Bei Übergewicht und Schnarchen finden sich häufig Atemstörungen im Schlaf, die den Bluthochdruck auslösen können und geklärt werden müssen. Es wird ein individueller, medikamentöser Therapievorschlag aufgestellt und die Blutdruckeinstellung mittels Langzeitblutdruckuntersuchungen überwacht.

Kann unter einer 4-fachen Therapie der Blutdruck nicht ausreichend gesenkt werden, besteht eine therapierefraktäre Hypertonie.
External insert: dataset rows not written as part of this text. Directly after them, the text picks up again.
//! Publication of extracted files as galleys, and cleanup of unlinked media.
//!
//! ## Override vs append
//!
//! Re-running a conversion produces the same set of formats again. With
//! `override_existing` on, a galley whose label already exists is re-pointed
//! at the freshly registered file, so readers never see two "PDF" links.
//! With it off, every run appends, which some journals use to keep earlier
//! renditions visible.

use crate::error::MarkupError;
use crate::model::{ArticleId, ArtifactId, GalleyFormat};
use crate::store::GalleyStore;
use std::collections::BTreeSet;
use std::path::{Path, PathBuf};
use std::sync::Arc;
use tokio::io::AsyncReadExt;
use tracing::{debug, info, warn};

/// Bytes read from the head of a file for content sniffing.
const SNIFF_LEN: usize = 8192;

/// MIME type from the file's leading bytes, falling back to its extension.
pub fn sniff_mime(file_name: &str, head: &[u8]) -> String {
    if let Some(kind) = infer::get(head) {
        return kind.mime_type().to_string();
    }
    mime_from_extension(file_name).to_string()
}

pub async fn detect_mime(path: &Path) -> String {
    let name = path
        .file_name()
        .map(|n| n.to_string_lossy().into_owned())
        .unwrap_or_default();
    let mut head = vec![0u8; SNIFF_LEN];
    let read = match tokio::fs::File::open(path).await {
        Ok(mut f) => f.read(&mut head).await.unwrap_or(0),
        Err(_) => 0,
    };
    sniff_mime(&name, &head[..read])
}

pub fn mime_from_extension(file_name: &str) -> &'static str {
    let ext = Path::new(file_name)
        .extension()
        .and_then(|e| e.to_str())
        .map(|e| e.to_ascii_lowercase());
    match ext.as_deref() {
        Some("html" | "htm") => "text/html",
        Some("xml") => "application/xml",
        Some("css") => "text/css",
        Some("js") => "application/javascript",
        Some("pdf") => "application/pdf",
        Some("epub") => "application/epub+zip",
        Some("zip") => "application/zip",
        Some("png") => "image/png",
        Some("jpg" | "jpeg") => "image/jpeg",
        Some("gif") => "image/gif",
        Some("svg") => "image/svg+xml",
        Some("doc") => "application/msword",
        Some("docx") => {
            "application/vnd.openxmlformats-officedocument.wordprocessingml.document"
        }
        Some("odt") => "application/vnd.oasis.opendocument.text",
        Some("txt") => "text/plain",
        _ => "application/octet-stream",
    }
}

/// Maps extracted files onto the host's galley records.
#[derive(Clone)]
pub struct ArtifactPublisher {
    galleys: Arc<dyn GalleyStore>,
}

impl ArtifactPublisher {
    pub fn new(galleys: Arc<dyn GalleyStore>) -> Self {
        Self { galleys }
    }

    /// Register `extracted` and link it under `label`.
    pub async fn publish(
        &self,
        article: ArticleId,
        extracted: &Path,
        label: &str,
        override_existing: bool,
    ) -> Result<ArtifactId, MarkupError> {
        let mime = detect_mime(extracted).await;
        let file = self.galleys.register_file(article, extracted, &mime).await?;

        if override_existing {
            let existing = self
                .galleys
                .galleys(article)
                .await?
                .into_iter()
                .find(|g| g.label.eq_ignore_ascii_case(label));
            if let Some(galley) = existing {
                self.galleys.update_galley_file(galley.id, file.file_id).await?;
                debug!("Article {}: {} galley {} updated", article, label, galley.id);
                return Ok(galley.id);
            }
        }

        let id = self.galleys.insert_galley(article, label, file.file_id).await?;
        info!("Article {}: {} galley {} created ({})", article, label, id, mime);
        Ok(id)
    }

    /// Publish each wanted format found in `markup_folder`.
    ///
    /// Formats the server did not produce are skipped with a warning.
    pub async fn publish_formats(
        &self,
        article: ArticleId,
        markup_folder: &Path,
        formats: &[GalleyFormat],
        override_existing: bool,
    ) -> Result<Vec<(GalleyFormat, ArtifactId)>, MarkupError> {
        let mut published = Vec::with_capacity(formats.len());
        for &format in formats {
            let path = markup_folder.join(format.file_name());
            if !path.is_file() {
                warn!(
                    "Article {}: no {} in conversion result, {} galley skipped",
                    article,
                    format.file_name(),
                    format
                );
                continue;
            }
            let id = self
                .publish(article, &path, format.label(), override_existing)
                .await?;
            published.push((format, id));
        }
        Ok(published)
    }

    /// Delete markup files whose format no remaining galley links to.
    ///
    /// `removing` is a format whose galley is about to go away and must not
    /// count as linked. When no family is linked at all, the whole markup
    /// folder is emptied. Returns the deleted paths.
    pub async fn clean_unlinked_media(
        &self,
        article: ArticleId,
        markup_folder: &Path,
        removing: Option<GalleyFormat>,
    ) -> Result<Vec<PathBuf>, MarkupError> {
        let linked: BTreeSet<GalleyFormat> = self
            .galleys
            .galleys(article)
            .await?
            .iter()
            .filter_map(|g| GalleyFormat::from_label(&g.label))
            .filter(|f| Some(*f) != removing)
            .collect();

        let doomed: Vec<PathBuf> = if linked.is_empty() {
            match std::fs::read_dir(markup_folder) {
                Ok(entries) => entries.filter_map(|e| e.ok()).map(|e| e.path()).collect(),
                Err(e) if e.kind() == std::io::ErrorKind::NotFound => Vec::new(),
                Err(e) => return Err(MarkupError::io(markup_folder, e)),
            }
        } else {
            GalleyFormat::ALL
                .into_iter()
                .filter(|f| !linked.contains(f))
                .flat_map(|f| f.family_files().iter())
                .map(|name| markup_folder.join(name))
                .collect()
        };

        let mut deleted = Vec::new();
        for path in doomed {
            let res = if path.is_dir() {
                tokio::fs::remove_dir_all(&path).await
            } else {
                tokio::fs::remove_file(&path).await
            };
            match res {
                Ok(()) => deleted.push(path),
                Err(e) if e.kind() == std::io::ErrorKind::NotFound => {}
                Err(e) => return Err(MarkupError::io(&path, e)),
            }
        }
        if !deleted.is_empty() {
            info!(
                "Article {}: removed {} unlinked markup files",
                article,
                deleted.len()
            );
        }
        Ok(deleted)
    }
}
Zur Blutdrucksenkung kann dann eine renale Denervation durchgeführt werden. www.hochdruckliga.de/bluthochdruck-behandlung-leitlinien.html
 

Therapieangebot: renale Denervation

DHM Bild blutdruck

Führt eine medikamentöse Therapie mit 4 oder mehr Bluthochdruckmedikamenten nicht zur ausreichenden Blutdrucksenkung, kann eine renale Denervation durchgeführt werden. Dabei werden die Nervenfasern in den Nierenarterien mittels eines Elektrokatheters, durch den Hochfrequenzstrom appliziert wird, unterbrochen.

Diese Untersuchung erfolgt wie eine Herzkatheteruntersuchung: unter örtlicher Betäubung wird eine arterieller Punktion in der Leiste durchgeführt. Häufig führt diese Behandlung zur Stabilisierung des Blutdruckes oder sogar zu einer geringen Reduktion der Blutdruckmedikation.